0.0% of residents lived in urban areas, while 100.0% lived in rural areas.

There were 1,049 households in Bayfield, of which 42.9% had children under the age of 18 living in them. Of all households, 49.8% were married-couple households, 17.8% were households with a male householder and no spouse or partner present, and 23.3% were households with a female householder and no spouse or partner present. About 23.6% of all households were made up of individuals and 10.9% had someone living alone who was 65 years of age or older.

There were 1,111 housing units, of which 5.6% were vacant. The homeowner vacancy rate was 1.8% and the rental vacancy rate was 6.3%.

Racial composition as of the 2020 census
| Race | Number | Percent |
|---|---|---|
| White | 2,307 | 81.3% |
| Black or African American | 12 | 0.4% |
| American Indian and Alaska Native | 117 | 4.1% |
| Asian | 11 | 0.4% |
| Native Hawaiian and Other Pacific Islander | 1 | 0.0% |
| Some other race | 126 | 4.4% |
| Two or more races | 264 | 9.3% |
| Hispanic or Latino (of any race) | 463 | 16.3% |

===2000 census===
As of the census of 2000, there were 1,549 people, 567 households, and 409 families residing in the town. The population density was 1,433.3 PD/sqmi. There were 597 housing units at an average density of 552.4 /sqmi. The racial makeup of the town was 91.67% White, 0.19% African American, 2.13% Native American, 0.13% Asian, 3.36% from other races, and 2.52% from two or more races. Hispanic or Latino of any race were 10.46% of the population.
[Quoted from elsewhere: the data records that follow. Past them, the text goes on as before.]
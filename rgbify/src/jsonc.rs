//! JSONC preprocessing: turns a commented manifest into text that a strict
//! JSON decoder accepts.
//!
//! Only `//` line comments and trailing commas before `]`/`}` are handled.
//! Block comments are left in place and will fail to parse.

use crate::scan::{scan, skip_whitespace, Action};
use crate::Options;

/// Strips `//` line comments that appear outside string literals.
///
/// The comment runs up to, but not including, the next `\n`, so line
/// structure is preserved. A single `/` in the last position is literal.
pub fn strip_line_comments(input: &str) -> String {
    scan(input, |chars, pos| {
        if chars[pos] != '/' || chars.get(pos + 1) != Some(&'/') {
            return Action::Emit;
        }
        let end = chars[pos..]
            .iter()
            .position(|&c| c == '\n')
            .map_or(chars.len(), |offset| pos + offset);
        Action::Drop(end - pos)
    })
}

/// Removes commas outside strings whose next significant character is `]`
/// or `}`. Whitespace between the comma and the bracket is kept.
pub fn strip_trailing_commas(input: &str) -> String {
    scan(input, |chars, pos| {
        if chars[pos] != ',' {
            return Action::Emit;
        }
        match skip_whitespace(chars, pos + 1).map(|next| chars[next]) {
            Some(']' | '}') => Action::Drop(1),
            _ => Action::Emit,
        }
    })
}

/// Runs the enabled preprocessing passes over raw manifest text.
pub fn preprocess(input: &str, options: &Options) -> String {
    let text = strip_line_comments(input);
    log::debug!("comment pass: {} -> {} bytes", input.len(), text.len());

    if !options.strip_trailing_commas {
        return text;
    }

    let stripped = strip_trailing_commas(&text);
    log::debug!("trailing comma pass: {} -> {} bytes", text.len(), stripped.len());
    stripped
}
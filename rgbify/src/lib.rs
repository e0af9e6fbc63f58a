//! Converts a JSONC manifest into strict JSON, replacing `#RGB`/`#RRGGBB`
//! color strings with `[R, G, B]` integer arrays.
//!
//! The pipeline is: strip `//` comments, optionally strip trailing commas,
//! parse with `serde_json`, rewrite colors, pretty-print.

use std::path::Path;

pub mod color;
mod error;
pub mod jsonc;
pub mod scan;

pub use color::{convert_colors, parse_hex_color, Rgb};
pub use error::{Error, Result};

/// Manifest read by the `rgbify` binary, relative to the working directory.
pub const SOURCE_FILE: &str = "manifest (rgb).jsonc";

/// File written by the `rgbify` binary, relative to the working directory.
pub const DEST_FILE: &str = "manifest.json";

/// Toggles selecting between the supported manifest dialects.
///
/// The default accepts the superset: `#RGB` shorthand and trailing commas.
#[derive(Debug, Copy, Clone, PartialEq, Eq)]
pub struct Options {
    /// Accept 3-digit `#RGB` literals in addition to `#RRGGBB`.
    pub shorthand_hex: bool,
    /// Remove commas that directly precede `]` or `}`.
    pub strip_trailing_commas: bool,
}

impl Default for Options {
    fn default() -> Self {
        Self {
            shorthand_hex: true,
            strip_trailing_commas: true,
        }
    }
}

impl Options {
    /// Only `#RRGGBB` colors, and trailing commas are a parse error.
    pub fn strict() -> Self {
        Self {
            shorthand_hex: false,
            strip_trailing_commas: false,
        }
    }
}

/// Result of a successful conversion.
#[derive(Debug, Clone, PartialEq, Eq)]
pub struct Converted {
    /// Pretty-printed JSON, two-space indented, without a trailing newline.
    pub json: String,
    /// Number of hex strings that were rewritten.
    pub colors: usize,
}

/// Converts JSONC text held in memory.
pub fn convert_str(input: &str, options: &Options) -> Result<Converted> {
    let cleaned = jsonc::preprocess(input, options);
    let document: serde_json::Value =
        serde_json::from_str(&cleaned).map_err(Error::MalformedJson)?;

    let tree = convert_colors(&document, options);
    let json = serde_json::to_string_pretty(&tree.value).map_err(Error::Serialize)?;

    Ok(Converted {
        json,
        colors: tree.colors,
    })
}

/// Reads `source`, converts it and writes the result to `dest`.
///
/// `dest` is only touched once the whole conversion has succeeded.
pub fn convert_file(source: &Path, dest: &Path, options: &Options) -> Result<Converted> {
    let input = std::fs::read_to_string(source).map_err(|err| Error::SourceNotFound {
        path: source.to_path_buf(),
        source: err,
    })?;

    let converted = convert_str(&input, options)?;

    std::fs::write(dest, converted.json.as_bytes()).map_err(|err| Error::WriteFailure {
        path: dest.to_path_buf(),
        source: err,
    })?;

    log::info!(
        "converted {} color(s) from {} into {}",
        converted.colors,
        source.display(),
        dest.display()
    );
    Ok(converted)
}

#[cfg(test)]
mod tests {
    use super::*;

    #[test]
    fn converts_commented_manifest() {
        let input = r##"{
  // Theme colors
  "bg": "#112233", // background
  "items": [1, 2,],
  "note": "see // docs",
}"##;
        let out = convert_str(input, &Options::default()).unwrap();
        assert_eq!(
            out.json,
            "{\n  \"bg\": [\n    17,\n    34,\n    51\n  ],\n  \"items\": [\n    1,\n    2\n  ],\n  \"note\": \"see // docs\"\n}"
        );
        assert_eq!(out.colors, 1);
    }

    #[test]
    fn block_comment_is_a_parse_error() {
        let input = r##"{"bg": "#112233", /*not stripped*/ "items": [1,2,], "note": "see // docs"}"##;
        let err = convert_str(input, &Options::default()).unwrap_err();
        assert!(matches!(err, Error::MalformedJson(_)), "{err}");
    }

    #[test]
    fn malformed_json_reports_position() {
        let err = convert_str("{\n  \"a\": \n}", &Options::default()).unwrap_err();
        assert!(err.to_string().contains("line 3"), "{err}");
    }

    #[test]
    fn strict_mode_rejects_trailing_commas() {
        let err = convert_str("[1, 2,]", &Options::strict()).unwrap_err();
        assert!(matches!(err, Error::MalformedJson(_)));
    }

    #[test]
    fn strict_mode_keeps_shorthand_strings() {
        let out = convert_str(r##"{"a": "#abc", "b": "#aabbcc"}"##, &Options::strict()).unwrap();
        let value: serde_json::Value = serde_json::from_str(&out.json).unwrap();
        assert_eq!(value, serde_json::json!({"a": "#abc", "b": [170, 187, 204]}));
        assert_eq!(out.colors, 1);
    }

    #[test]
    fn converting_output_again_is_stable() {
        let first = convert_str(r##"{"c": "#abc"} // x"##, &Options::default()).unwrap();
        let second = convert_str(&first.json, &Options::default()).unwrap();
        assert_eq!(second.json, first.json);
        assert_eq!(second.colors, 0);
    }

    #[test]
    fn unterminated_string_is_a_parse_error() {
        let err = convert_str(r#"{"a": "open // x}"#, &Options::default()).unwrap_err();
        assert!(matches!(err, Error::MalformedJson(_)));
    }

    #[test]
    fn numbers_keep_their_digits() {
        let input = r#"{"n": 12345678901234567890123, "m": -9223372036854775809, "x": 1e400}"#;
        let out = convert_str(input, &Options::default()).unwrap();
        assert_eq!(
            out.json,
            "{\n  \"n\": 12345678901234567890123,\n  \"m\": -9223372036854775809,\n  \"x\": 1e400\n}"
        );
    }

    #[test]
    fn empty_containers_stay_compact() {
        let out = convert_str("{\"a\": [], \"b\": {},}", &Options::default()).unwrap();
        assert_eq!(out.json, "{\n  \"a\": [],\n  \"b\": {}\n}");
    }
}
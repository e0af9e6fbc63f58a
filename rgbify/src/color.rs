//! Hex color literal decoding and the recursive color rewrite.

use crate::Options;
use regex::Regex;
use serde_json::{Map, Value};
use std::sync::LazyLock;

static HEX_SHORTHAND: LazyLock<Regex> =
    LazyLock::new(|| Regex::new(r"^#(?:[0-9A-Fa-f]{3}|[0-9A-Fa-f]{6})$").unwrap());

static HEX_FULL: LazyLock<Regex> = LazyLock::new(|| Regex::new(r"^#[0-9A-Fa-f]{6}$").unwrap());

/// A decoded `#RRGGBB` color.
#[derive(Debug, Copy, Clone, PartialEq, Eq)]
pub struct Rgb {
    pub r: u8,
    pub g: u8,
    pub b: u8,
}

impl From<Rgb> for Value {
    fn from(rgb: Rgb) -> Value {
        Value::Array(vec![rgb.r.into(), rgb.g.into(), rgb.b.into()])
    }
}

fn channel(hex: &str) -> Option<u8> {
    u8::from_str_radix(hex, 16).ok()
}

/// Decodes a whole-string hex color literal.
///
/// Accepts `#RRGGBB`, and `#RGB` when `options.shorthand_hex` is set.
/// Anything else, including padded or partial matches, yields `None`.
pub fn parse_hex_color(value: &str, options: &Options) -> Option<Rgb> {
    let pattern = if options.shorthand_hex {
        &*HEX_SHORTHAND
    } else {
        &*HEX_FULL
    };
    if !pattern.is_match(value) {
        return None;
    }

    let hex = &value[1..];
    let rgb = if hex.len() == 3 {
        Rgb {
            r: channel(&hex[0..1].repeat(2))?,
            g: channel(&hex[1..2].repeat(2))?,
            b: channel(&hex[2..3].repeat(2))?,
        }
    } else {
        Rgb {
            r: channel(&hex[0..2])?,
            g: channel(&hex[2..4])?,
            b: channel(&hex[4..6])?,
        }
    };
    Some(rgb)
}

/// A converted document along with how many hex strings were rewritten.
#[derive(Debug, Clone, PartialEq)]
pub struct ConvertedTree {
    pub value: Value,
    pub colors: usize,
}

/// Returns a copy of `value` where every string leaf holding a hex color is
/// replaced by an `[R, G, B]` array. Object keys are never touched.
pub fn convert_colors(value: &Value, options: &Options) -> ConvertedTree {
    let mut colors = 0;
    let value = convert_value(value, options, &mut colors);
    ConvertedTree { value, colors }
}

fn convert_value(value: &Value, options: &Options, colors: &mut usize) -> Value {
    match value {
        Value::Object(map) => {
            let mut out = Map::with_capacity(map.len());
            for (key, item) in map {
                out.insert(key.clone(), convert_value(item, options, colors));
            }
            Value::Object(out)
        }
        Value::Array(items) => Value::Array(
            items
                .iter()
                .map(|item| convert_value(item, options, colors))
                .collect(),
        ),
        Value::String(s) => match parse_hex_color(s, options) {
            Some(rgb) => {
                log::trace!("{s} -> [{}, {}, {}]", rgb.r, rgb.g, rgb.b);
                *colors += 1;
                rgb.into()
            }
            None => value.clone(),
        },
        _ => value.clone(),
    }
}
There were 567 households, out of which 43.2% had children under the age of 18 living with them, 59.3% were married couples living together, 8.6% had a female householder with no husband present, and 27.7% were non-families. 22.8% of all households were made up of individuals, and 6.0% had someone living alone who was 65 years of age or older. The average household size was 2.71 and the average family size was 3.19.

In the town, the population was spread out, with 31.2% under the age of 18, 7.4% from 18 to 24, 30.0% from 25 to 44, 23.8% from 45 to 64, and 7.5% who were 65 years of age or older. The median age was 35 years. For every 100 females, there were 98.3 males. For every 100 females age 18 and over, there were 92.9 males.

The median income for a household in the town was $39,336, and the median income for a family was $46,583. Males had a median income of $34,464 versus $22,027 for females. The per capita income for the town was $17,324. About 2.9% of families and 5.6% of the population were below the poverty line, including 3.8% of those under age 18 and 7.9% of those age 65 or over.